> **DIRECTIONS FOR THIS TASK**: Repeat the listing in full, exactly as it stands.

> **RECORDS PROVIDED**:
=======

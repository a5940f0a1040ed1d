//! Audio output using cpal
//!
//! Opens the output device and runs the playback stream. The stream
//! callback pulls one [`AudioFrame`] per output frame from the mixer and
//! applies master volume; everything upstream of that callback is the
//! mixer's business.

use crate::audio::types::AudioFrame;
use crate::error::{Error, Result};
use cpal::traits::{DeviceTrait, HostTrait, StreamTrait};
use cpal::{Device, FromSample, Sample, SampleFormat, SizedSample, Stream, StreamConfig};
use std::sync::atomic::{AtomicBool, Ordering};
use std::sync::{Arc, Mutex};
use tracing::{debug, error, info, warn};

/// Preferred output rate when the device supports it.
pub const PREFERRED_SAMPLE_RATE: u32 = 44100;

/// Audio output manager using cpal.
pub struct AudioOutput {
    device: Device,
    config: StreamConfig,
    sample_format: SampleFormat,
    stream: Option<Stream>,
    volume: Arc<Mutex<f32>>,
    /// Set by the stream error callback; surfaces through `has_error`
    error_flag: Arc<AtomicBool>,
}

impl AudioOutput {
    /// List available audio output devices.
    pub fn list_devices() -> Result<Vec<String>> {
        let host = cpal::default_host();

        let devices: Vec<String> = host
            .output_devices()
            .map_err(|e| Error::Device(format!("Failed to enumerate devices: {}", e)))?
            .filter_map(|device| device.name().ok())
            .collect();

        debug!("Found {} output devices", devices.len());
        Ok(devices)
    }

    /// Open an audio device for output.
    ///
    /// # Arguments
    /// - `device_name`: Optional device name (None = default device)
    /// - `buffer_size`: Optional buffer size in frames (None = device default)
    ///
    /// # Fallback Behavior
    /// If the requested device is not found, the default device is used
    /// instead.
    pub fn new(device_name: Option<String>, buffer_size: Option<u32>) -> Result<Self> {
        let host = cpal::default_host();

        let device = if let Some(name) = device_name.as_ref() {
            let mut devices = host
                .output_devices()
                .map_err(|e| Error::Device(format!("Failed to enumerate devices: {}", e)))?;

            match devices.find(|d| d.name().ok().as_ref() == Some(name)) {
                Some(dev) => {
                    info!("Found requested audio device: {}", name);
                    dev
                }
                None => {
                    warn!(
                        "Requested device '{}' not found, falling back to default device",
                        name
                    );

                    host.default_output_device().ok_or_else(|| {
                        Error::Device(format!(
                            "Device '{}' not found and no default device available",
                            name
                        ))
                    })?
                }
            }
        } else {
            host.default_output_device()
                .ok_or_else(|| Error::Device("No default output device found".to_string()))?
        };

        let (mut config, sample_format) = Self::get_best_config(&device)?;

        if let Some(size) = buffer_size {
            config.buffer_size = cpal::BufferSize::Fixed(size);
            debug!("Using requested buffer size: {} frames", size);
        }

        debug!(
            "Audio config: sample_rate={}, channels={}, format={:?}, buffer_size={:?}",
            config.sample_rate.0, config.channels, sample_format, config.buffer_size
        );

        Ok(Self {
            device,
            config,
            sample_format,
            stream: None,
            volume: Arc::new(Mutex::new(1.0)),
            error_flag: Arc::new(AtomicBool::new(false)),
        })
    }

    /// Get the best supported configuration for playback.
    ///
    /// Prefers 44.1kHz, stereo, f32 samples (matching the mixer's internal
    /// format); falls back to the device default otherwise.
    fn get_best_config(device: &Device) -> Result<(StreamConfig, SampleFormat)> {
        let mut supported_configs = device
            .supported_output_configs()
            .map_err(|e| Error::Device(format!("Failed to get device configs: {}", e)))?;

        let preferred = supported_configs.find(|config| {
            config.channels() == 2
                && config.min_sample_rate().0 <= PREFERRED_SAMPLE_RATE
                && config.max_sample_rate().0 >= PREFERRED_SAMPLE_RATE
                && config.sample_format() == SampleFormat::F32
        });

        if let Some(supported_config) = preferred {
            let sample_format = supported_config.sample_format();
            let config = supported_config
                .with_sample_rate(cpal::SampleRate(PREFERRED_SAMPLE_RATE))
                .config();
            return Ok((config, sample_format));
        }

        let supported_config = device
            .default_output_config()
            .map_err(|e| Error::Device(format!("Failed to get default config: {}", e)))?;

        let sample_format = supported_config.sample_format();
        let config = supported_config.config();
        Ok((config, sample_format))
    }

    /// Start audio playback with a frame callback.
    ///
    /// The callback is invoked on the audio thread once per output frame and
    /// must not block; return [`AudioFrame::zero`] for silence. Master
    /// volume and clipping protection are applied here.
    pub fn start<F>(&mut self, callback: F) -> Result<()>
    where
        F: FnMut() -> AudioFrame + Send + 'static,
    {
        info!("Starting audio stream");

        let stream = match self.sample_format {
            SampleFormat::F32 => self.build_stream::<f32, F>(callback)?,
            SampleFormat::I16 => self.build_stream::<i16, F>(callback)?,
            SampleFormat::U16 => self.build_stream::<u16, F>(callback)?,
            sample_format => {
                return Err(Error::Device(format!(
                    "Unsupported sample format: {:?}",
                    sample_format
                )));
            }
        };

        stream
            .play()
            .map_err(|e| Error::Device(format!("Failed to start stream: {}", e)))?;

        self.stream = Some(stream);

        info!("Audio stream started successfully");
        Ok(())
    }

    /// Build the output stream for a concrete sample type.
    fn build_stream<T, F>(&self, mut callback: F) -> Result<Stream>
    where
        T: Sample + SizedSample + FromSample<f32>,
        F: FnMut() -> AudioFrame + Send + 'static,
    {
        let channels = self.config.channels as usize;
        let volume = Arc::clone(&self.volume);
        let error_flag = Arc::clone(&self.error_flag);

        let stream = self
            .device
            .build_output_stream(
                &self.config,
                move |data: &mut [T], _: &cpal::OutputCallbackInfo| {
                    let current_volume = *volume.lock().unwrap();

                    for frame in data.chunks_mut(channels) {
                        let mut audio_frame = callback();
                        audio_frame.apply_volume(current_volume);
                        audio_frame.clamp();

                        frame[0] = T::from_sample(audio_frame.left);
                        if channels > 1 {
                            frame[1] = T::from_sample(audio_frame.right);
                        }
                        for extra in frame.iter_mut().skip(2) {
                            *extra = T::from_sample(0.0f32);
                        }
                    }
                },
                move |err| {
                    error!("Audio stream error: {}", err);
                    error_flag.store(true, Ordering::SeqCst);
                },
                None,
            )
            .map_err(|e| Error::Device(format!("Failed to build stream: {}", e)))?;

        Ok(stream)
    }

    /// Stop audio playback and drop the stream.
    pub fn stop(&mut self) -> Result<()> {
        if let Some(stream) = self.stream.take() {
            info!("Stopping audio stream");
            stream
                .pause()
                .map_err(|e| Error::Device(format!("Failed to pause stream: {}", e)))?;
            drop(stream);
        }

        Ok(())
    }

    /// Set master volume (0.0 = silent, 1.0 = full). Out-of-range values clamp.
    pub fn set_volume(&self, volume: f32) {
        let clamped = volume.clamp(0.0, 1.0);
        *self.volume.lock().unwrap() = clamped;
        debug!("Master volume set to {:.2}", clamped);
    }

    /// Current master volume.
    pub fn volume(&self) -> f32 {
        *self.volume.lock().unwrap()
    }

    /// Device name.
    pub fn device_name(&self) -> String {
        self.device.name().unwrap_or_else(|_| "Unknown".to_string())
    }

    /// Output sample rate.
    pub fn sample_rate(&self) -> u32 {
        self.config.sample_rate.0
    }

    /// Output channel count.
    pub fn channels(&self) -> u16 {
        self.config.channels
    }

    /// Whether the stream error callback has fired.
    pub fn has_error(&self) -> bool {
        self.error_flag.load(Ordering::SeqCst)
    }
}

impl Drop for AudioOutput {
    fn drop(&mut self) {
        // Ensure stream is stopped on drop
        let _ = self.stop();
    }
}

=======

> **RESULT OF THIS TASK**:
repository a5940f0a1040ed1d
//! Audio output using cpal
//!
//! Opens the output device and runs the playback stream. The stream
//! callback pulls one [`AudioFrame`] per output frame from the mixer and
//! applies master volume; everything upstream of that callback is the
//! mixer's business.

use crate::audio::types::AudioFrame;
use crate::error::{Error, Result};
use cpal::traits::{DeviceTrait, HostTrait, StreamTrait};
use cpal::{Device, FromSample, Sample, SampleFormat, SizedSample, Stream, StreamConfig};
use std::sync::atomic::{AtomicBool, Ordering};
use std::sync::{Arc, Mutex};
use tracing::{debug, error, info, warn};

/// Preferred output rate when the device supports it.
pub const PREFERRED_SAMPLE_RATE: u32 = 44100;

/// Audio output manager using cpal.
pub struct AudioOutput {
    device: Device,
    config: StreamConfig,
    sample_format: SampleFormat,
    stream: Option<Stream>,
    volume: Arc<Mutex<f32>>,
    /// Set by the stream error callback; surfaces through `has_error`
    error_flag: Arc<AtomicBool>,
}

impl AudioOutput {
    /// List available audio output devices.
    pub fn list_devices() -> Result<Vec<String>> {
        let host = cpal::default_host();

        let devices: Vec<String> = host
            .output_devices()
            .map_err(|e| Error::Device(format!("Failed to enumerate devices: {}", e)))?
            .filter_map(|device| device.name().ok())
            .collect();

        debug!("Found {} output devices", devices.len());
        Ok(devices)
    }

    /// Open an audio device for output.
    ///
    /// # Arguments
    /// - `device_name`: Optional device name (None = default device)
    /// - `buffer_size`: Optional buffer size in frames (None = device default)
    ///
    /// # Fallback Behavior
    /// If the requested device is not found, the default device is used
    /// instead.
    pub fn new(device_name: Option<String>, buffer_size: Option<u32>) -> Result<Self> {
        let host = cpal::default_host();

        let device = if let Some(name) = device_name.as_ref() {
            let mut devices = host
                .output_devices()
                .map_err(|e| Error::Device(format!("Failed to enumerate devices: {}", e)))?;

            match devices.find(|d| d.name().ok().as_ref() == Some(name)) {
                Some(dev) => {
                    info!("Found requested audio device: {}", name);
                    dev
                }
                None => {
                    warn!(
                        "Requested device '{}' not found, falling back to default device",
                        name
                    );

                    host.default_output_device().ok_or_else(|| {
                        Error::Device(format!(
                            "Device '{}' not found and no default device available",
                            name
                        ))
                    })?
                }
            }
        } else {
            host.default_output_device()
                .ok_or_else(|| Error::Device("No default output device found".to_string()))?
        };

        let (mut config, sample_format) = Self::get_best_config(&device)?;

        if let Some(size) = buffer_size {
            config.buffer_size = cpal::BufferSize::Fixed(size);
            debug!("Using requested buffer size: {} frames", size);
        }

        debug!(
            "Audio config: sample_rate={}, channels={}, format={:?}, buffer_size={:?}",
            config.sample_rate.0, config.channels, sample_format, config.buffer_size
        );

        Ok(Self {
            device,
            config,
            sample_format,
            stream: None,
            volume: Arc::new(Mutex::new(1.0)),
            error_flag: Arc::new(AtomicBool::new(false)),
        })
    }

    /// Get the best supported configuration for playback.
    ///
    /// Prefers 44.1kHz, stereo, f32 samples (matching the mixer's internal
    /// format); falls back to the device default otherwise.
    fn get_best_config(device: &Device) -> Result<(StreamConfig, SampleFormat)> {
        let mut supported_configs = device
            .supported_output_configs()
            .map_err(|e| Error::Device(format!("Failed to get device configs: {}", e)))?;

        let preferred = supported_configs.find(|config| {
            config.channels() == 2
                && config.min_sample_rate().0 <= PREFERRED_SAMPLE_RATE
                && config.max_sample_rate().0 >= PREFERRED_SAMPLE_RATE
                && config.sample_format() == SampleFormat::F32
        });

        if let Some(supported_config) = preferred {
            let sample_format = supported_config.sample_format();
            let config = supported_config
                .with_sample_rate(cpal::SampleRate(PREFERRED_SAMPLE_RATE))
                .config();
            return Ok((config, sample_format));
        }

        let supported_config = device
            .default_output_config()
            .map_err(|e| Error::Device(format!("Failed to get default config: {}", e)))?;

        let sample_format = supported_config.sample_format();
        let config = supported_config.config();
        Ok((config, sample_format))
    }

    /// Start audio playback with a frame callback.
    ///
    /// The callback is invoked on the audio thread once per output frame and
    /// must not block; return [`AudioFrame::zero`] for silence. Master
    /// volume and clipping protection are applied here.
    pub fn start<F>(&mut self, callback: F) -> Result<()>
    where
        F: FnMut() -> AudioFrame + Send + 'static,
    {
        info!("Starting audio stream");

        let stream = match self.sample_format {
            SampleFormat::F32 => self.build_stream::<f32, F>(callback)?,
            SampleFormat::I16 => self.build_stream::<i16, F>(callback)?,
            SampleFormat::U16 => self.build_stream::<u16, F>(callback)?,
            sample_format => {
                return Err(Error::Device(format!(
                    "Unsupported sample format: {:?}",
                    sample_format
                )));
            }
        };

        stream
            .play()
            .map_err(|e| Error::Device(format!("Failed to start stream: {}", e)))?;

        self.stream = Some(stream);

        info!("Audio stream started successfully");
        Ok(())
    }

    /// Build the output stream for a concrete sample type.
    fn build_stream<T, F>(&self, mut callback: F) -> Result<Stream>
    where
        T: Sample + SizedSample + FromSample<f32>,
        F: FnMut() -> AudioFrame + Send + 'static,
    {
        let channels = self.config.channels as usize;
        let volume = Arc::clone(&self.volume);
        let error_flag = Arc::clone(&self.error_flag);

        let stream = self
            .device
            .build_output_stream(
                &self.config,
                move |data: &mut [T], _: &cpal::OutputCallbackInfo| {
                    let current_volume = *volume.lock().unwrap();

                    for frame in data.chunks_mut(channels) {
                        let mut audio_frame = callback();
                        audio_frame.apply_volume(current_volume);
                        audio_frame.clamp();

                        frame[0] = T::from_sample(audio_frame.left);
                        if channels > 1 {
                            frame[1] = T::from_sample(audio_frame.right);
                        }
                        for extra in frame.iter_mut().skip(2) {
                            *extra = T::from_sample(0.0f32);
                        }
                    }
                },
                move |err| {
                    error!("Audio stream error: {}", err);
                    error_flag.store(true, Ordering::SeqCst);
                },
                None,
            )
            .map_err(|e| Error::Device(format!("Failed to build stream: {}", e)))?;

        Ok(stream)
    }

    /// Stop audio playback and drop the stream.
    pub fn stop(&mut self) -> Result<()> {
        if let Some(stream) = self.stream.take() {
            info!("Stopping audio stream");
            stream
                .pause()
                .map_err(|e| Error::Device(format!("Failed to pause stream: {}", e)))?;
            drop(stream);
        }

        Ok(())
    }

    /// Set master volume (0.0 = silent, 1.0 = full). Out-of-range values clamp.
    pub fn set_volume(&self, volume: f32) {
        let clamped = volume.clamp(0.0, 1.0);
        *self.volume.lock().unwrap() = clamped;
        debug!("Master volume set to {:.2}", clamped);
    }

    /// Current master volume.
    pub fn volume(&self) -> f32 {
        *self.volume.lock().unwrap()
    }

    /// Device name.
    pub fn device_name(&self) -> String {
        self.device.name().unwrap_or_else(|_| "Unknown".to_string())
    }

    /// Output sample rate.
    pub fn sample_rate(&self) -> u32 {
        self.config.sample_rate.0
    }

    /// Output channel count.
    pub fn channels(&self) -> u16 {
        self.config.channels
    }

    /// Whether the stream error callback has fired.
    pub fn has_error(&self) -> bool {
        self.error_flag.load(Ordering::SeqCst)
    }
}

impl Drop for AudioOutput {
    fn drop(&mut self) {
        // Ensure stream is stopped on drop
        let _ = self.stop();
    }
}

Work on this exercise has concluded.